Right, and I would argue that logical counterfactuals (in the way we’ve mentioned them in this thread) will necessarily be intractably confusing, because they’re impossible to do cleanly. I say this because in the “P & C” example above, we need a frame-invariant way to interpret a change in C in terms of P. However, we can only have such a frame-invariant way if there exists a clean mapping (injection, surjection, bijection, etc) between P&C- which I think we can’t have, even theoretically.
(Unless we define both physics and computation through something like constructor theory… at which point we’re not really talking about Turing machines as we know them—we’d be talking about physics by another name.)
This is a big part of the reason why I’m a big advocate of trying to define moral value in physical terms: if we start with physics, then we know our conclusions will ‘compile’ to physics. If instead we start with the notion that ‘some computations have more moral value than others’, we’re stuck with the problem—intractable problem, I argue—that we don’t have a frame-invariant way to precisely identify what computations are happening in any physical system (and likewise, which aren’t happening). I.e., statements about computations will never cleanly compile to physical terms. And whenever we have multiple incompatible interpretations, we necessarily get inconsistencies, and we can prove anything is true (i.e., we can prove any arbitrary physical system is superior to any other).
Does that argument make sense?
… that said, it would seem very valuable to make a survey of possible levels of abstraction at which one could attempt to define moral value, and their positives & negatives.
Totally agreed!
I’m still not sure why you strongly think there’s _no_ principled way; it seems hard to prove a negative. I mentioned that we could make progress on logical counterfactuals; there’s also the approach Chalmers talks about here. (I buy that there’s reason to suspect there’s no principled way if you’re not impressed by any proposal so far).

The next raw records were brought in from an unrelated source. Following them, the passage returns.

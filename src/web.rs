//! JSON routes under `/api`.
//!
//! Every handler validates its input before asking the [`Catalog`] for a
//! store, so malformed ids and bodies never cost a database round-trip.

use log::info;
use rocket::http::Status;
use rocket::response::status;
use rocket::serde::json::{Error as JsonError, Json};
use rocket::{Catcher, Request, Route, State};

use crate::database::Catalog;
use crate::model::{Album, AlbumId};
use crate::rpc::{
    AlbumCreateRequest,
    AlbumCreateResponse,
    AlbumDeleteResponse,
    AlbumUpdateRequest,
    AlbumUpdateResponse,
    ApiError,
    ErrorBody,
};

type ApiResult<T> = Result<T, ApiError>;

pub fn routes() -> Vec<Route> {
    routes![
        albums_get,
        albums_post,
        album_put,
        album_delete,
        cleanup_delete,
        api_options,
    ]
}

pub fn catchers() -> Vec<Catcher> {
    catchers![default_catcher]
}

fn json_body<T>(body: Result<Json<T>, JsonError<'_>>) -> ApiResult<T> {
    match body {
        Ok(Json(value)) => Ok(value),
        Err(JsonError::Io(e)) => Err(ApiError::BadRequest(format!("error reading request body: {}", e))),
        Err(JsonError::Parse(_, e)) => Err(ApiError::BadRequest(format!("invalid JSON body: {}", e))),
    }
}

fn parse_id(id: Result<AlbumId, &str>) -> ApiResult<AlbumId> {
    id.map_err(|raw| ApiError::InvalidId(raw.to_owned()))
}

#[get("/albums")]
async fn albums_get(catalog: &State<Catalog>) -> ApiResult<Json<Vec<Album>>> {
    let store = catalog.store()?;
    let albums = store
        .list_albums()
        .await
        .map_err(ApiError::store("Failed to fetch albums"))?;
    Ok(Json(albums))
}

#[post("/albums", data = "<body>")]
async fn albums_post(
    catalog: &State<Catalog>,
    body: Result<Json<AlbumCreateRequest>, JsonError<'_>>,
) -> ApiResult<status::Created<Json<AlbumCreateResponse>>> {
    let album = json_body(body)?.validate()?;
    let store = catalog.store()?;
    let id = store
        .insert_album(&album)
        .await
        .map_err(ApiError::store("Failed to create album"))?;
    info!("created album {} ({} - {})", id, album.band, album.title);

    Ok(status::Created::new(format!("/api/albums/{}", id)).body(Json(AlbumCreateResponse {
        message: "Album created successfully".into(),
        album_id: id,
        album: album.with_id(id),
    })))
}

#[put("/albums/<id>", data = "<body>")]
async fn album_put(
    catalog: &State<Catalog>,
    id: Result<AlbumId, &str>,
    body: Result<Json<AlbumUpdateRequest>, JsonError<'_>>,
) -> ApiResult<Json<AlbumUpdateResponse>> {
    let id = parse_id(id)?;
    let patch = json_body(body)?.into_patch()?;
    let store = catalog.store()?;
    let outcome = store
        .update_album(&id, &patch)
        .await
        .map_err(ApiError::store("Failed to update album"))?;
    if outcome.matched == 0 {
        return Err(ApiError::NotFound(id));
    }
    info!("updated album {} ({} modified)", id, outcome.modified);

    Ok(Json(AlbumUpdateResponse {
        message: "Album updated successfully".into(),
        modified_count: outcome.modified,
    }))
}

#[delete("/albums/<id>")]
async fn album_delete(catalog: &State<Catalog>, id: Result<AlbumId, &str>) -> ApiResult<Json<AlbumDeleteResponse>> {
    let id = parse_id(id)?;
    let store = catalog.store()?;
    let deleted = store
        .delete_album(&id)
        .await
        .map_err(ApiError::store("Failed to delete album"))?;
    if deleted == 0 {
        return Err(ApiError::NotFound(id));
    }
    info!("deleted album {}", id);

    Ok(Json(AlbumDeleteResponse {
        message: "Album deleted successfully".into(),
        deleted_count: deleted,
    }))
}

#[delete("/cleanup")]
async fn cleanup_delete(catalog: &State<Catalog>) -> ApiResult<Json<AlbumDeleteResponse>> {
    let store = catalog.store()?;
    let deleted = store
        .delete_all()
        .await
        .map_err(ApiError::store("Failed to clean up database"))?;
    info!("cleanup removed {} albums", deleted);

    Ok(Json(AlbumDeleteResponse {
        message: format!("Database cleaned up: deleted {} albums", deleted),
        deleted_count: deleted,
    }))
}

// preflight target; the CORS fairing decorates the response
#[options("/<_..>")]
fn api_options() -> Status {
    Status::NoContent
}

#[catch(default)]
fn default_catcher(status: Status, req: &Request<'_>) -> (Status, Json<ErrorBody>) {
    let error = match status.code {
        404 => format!("no route for {} {}", req.method(), req.uri()),
        _ => status.reason().unwrap_or("unknown error").to_owned(),
    };
    (status, Json(ErrorBody::new(error)))
}
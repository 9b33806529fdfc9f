//! Album storage.
//!
//! Handlers never talk to a driver directly: they go through [`Catalog`],
//! which owns the connection and knows whether it has been established yet.

use std::io;
use std::path::PathBuf;
use std::sync::{Arc, RwLock};

use async_trait::async_trait;
use log::{error, info};
use thiserror::Error;

use crate::model::{Album, AlbumId, AlbumPatch, NewAlbum};

pub mod drivers;

#[derive(Debug, Error)]
pub enum StoreError {
    #[error("error parsing url: {0}")]
    Url(#[from] url::ParseError),
    #[error("unknown scheme: {0}")]
    UnknownScheme(String),
    #[error(transparent)]
    Mongo(#[from] mongodb::error::Error),
    #[error("error encoding document: {0}")]
    Encode(#[from] bson::ser::Error),
    #[error("error reading fixtures from {}: {source}", path.display())]
    FixtureIo { path: PathBuf, source: io::Error },
    #[error("error parsing fixtures: {0}")]
    FixtureFormat(#[from] serde_json::Error),
    #[error("album store lock poisoned")]
    Poisoned,
}

#[derive(Debug, Clone, Copy, PartialEq, Eq)]
pub struct UpdateOutcome {
    pub matched: u64,
    pub modified: u64,
}

/// One call per HTTP request; implementations must be usable concurrently.
#[async_trait]
pub trait AlbumStore: Send + Sync {
    async fn list_albums(&self) -> Result<Vec<Album>, StoreError>;

    async fn insert_album(&self, album: &NewAlbum) -> Result<AlbumId, StoreError>;

    async fn update_album(&self, id: &AlbumId, patch: &AlbumPatch) -> Result<UpdateOutcome, StoreError>;

    /// Returns the number of removed documents, 0 or 1.
    async fn delete_album(&self, id: &AlbumId) -> Result<u64, StoreError>;

    async fn delete_all(&self) -> Result<u64, StoreError>;
}

#[derive(Debug, Error, Clone, PartialEq, Eq)]
pub enum NotReady {
    #[error("database connection is still being established")]
    Connecting,
    #[error("database connection failed: {0}")]
    Failed(String),
}

enum StoreState {
    Connecting,
    Ready(Arc<dyn AlbumStore>),
    Failed(String),
}

/// Shared handle to the album store, managed by rocket.
#[derive(Clone)]
pub struct Catalog {
    state: Arc<RwLock<StoreState>>,
}

impl Catalog {
    pub fn connecting() -> Catalog {
        Catalog {
            state: Arc::new(RwLock::new(StoreState::Connecting)),
        }
    }

    pub fn ready<S: AlbumStore + 'static>(store: S) -> Catalog {
        Catalog {
            state: Arc::new(RwLock::new(StoreState::Ready(Arc::new(store)))),
        }
    }

    pub fn store(&self) -> Result<Arc<dyn AlbumStore>, NotReady> {
        let state = self.state.read().map_err(|_| NotReady::Failed("catalog lock poisoned".into()))?;
        match *state {
            StoreState::Connecting => Err(NotReady::Connecting),
            StoreState::Ready(ref store) => Ok(store.clone()),
            StoreState::Failed(ref msg) => Err(NotReady::Failed(msg.clone())),
        }
    }

    pub fn is_ready(&self) -> bool {
        self.store().is_ok()
    }

    /// Establishes the connection and records the outcome. Never panics;
    /// a failure leaves the catalog permanently in the failed state.
    pub async fn connect(&self, url: &str, db_name: &str) {
        let next = match drivers::get_driver(url, db_name).await {
            Ok(store) => {
                info!("connected to album store");
                StoreState::Ready(store)
            }
            Err(e) => {
                error!("failed to connect to album store: {}", e);
                StoreState::Failed(e.to_string())
            }
        };
        match self.state.write() {
            Ok(mut state) => *state = next,
            Err(_) => error!("catalog lock poisoned, connection result dropped"),
        }
    }
}
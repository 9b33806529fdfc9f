use std::path::PathBuf;
use std::process;

use clap::Parser;
use log::{error, info};

use album_catalog::build_rocket;
use album_catalog::config::AppConfig;
use album_catalog::database::Catalog;

#[derive(Parser, Debug)]
#[command(version, about)]
struct Args {
    /// Optional TOML config file; HOST, PORT, MONGODB_URI and MONGODB_DB override it.
    #[arg(short, long)]
    config: Option<PathBuf>,
}

#[rocket::main]
async fn main() {
    env_logger::Builder::from_env(env_logger::Env::default().default_filter_or("info")).init();
    let args = Args::parse();

    let app = match AppConfig::load(args.config.as_deref()) {
        Ok(app) => app,
        Err(e) => {
            error!("{}", e);
            process::exit(1);
        }
    };

    // serve immediately; store routes answer 503 until the connection is up
    let catalog = Catalog::connecting();
    let connector = catalog.clone();
    let database = app.database.clone();
    rocket::tokio::spawn(async move {
        connector.connect(&database.url, &database.name).await;
    });

    info!("album catalog listening on {}:{}", app.web.address, app.web.port);
    if let Err(e) = build_rocket(&app, catalog).launch().await {
        error!("server error: {}", e);
        process::exit(1);
    }
}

I don’t think this follows. The universal prior is not objective; you can “prove” that any bit probably follows from a given sequence, by changing your reference machine. But I don’t think this is too problematic. We just accept that some things don’t have a super clean objective answer. The reference machines that make odd predictions (e.g. that 000000000 is probably followed by 1) look weird, although it’s hard to precisely say what’s weird about them without making reference to another reference machine. I don’t think this kind of non-objectivity implies any kind of inconsistency.
Similarly, even if objective approaches to computational interpretations fail, we could get a state where computational interpretations are non-objective (e.g. defined relative to a “reference machine”) and the reference machines that make very weird predictions (like the popcorn implementing a cat) would look super weird to humans. This doesn’t seem like a fatal flaw to me, for the same reason it’s not a fatal flaw in the case of the universal prior.
What you’re saying seems very reasonable; I don’t think we differ on any facts, but we do have some divergent intuitions on implications.
I suspect this question—whether it’s possible to offer a computational description of moral value that could cleanly ‘compile’ to physics—would have non-trivial yet also fairly modest implications for most of MIRI’s current work.
I would expect the significance of this question to go up over time, both in terms of direct work MIRI expects to do, and in terms of MIRI’s ability to strategically collaborate with other organizations. I.e., when things shift from “let’s build alignable AGI” to “let’s align the AGI”, it would be very good to have some of this metaphysical fog cleared away so that people could get on the same ethical page, and see that they are in fact on the same page.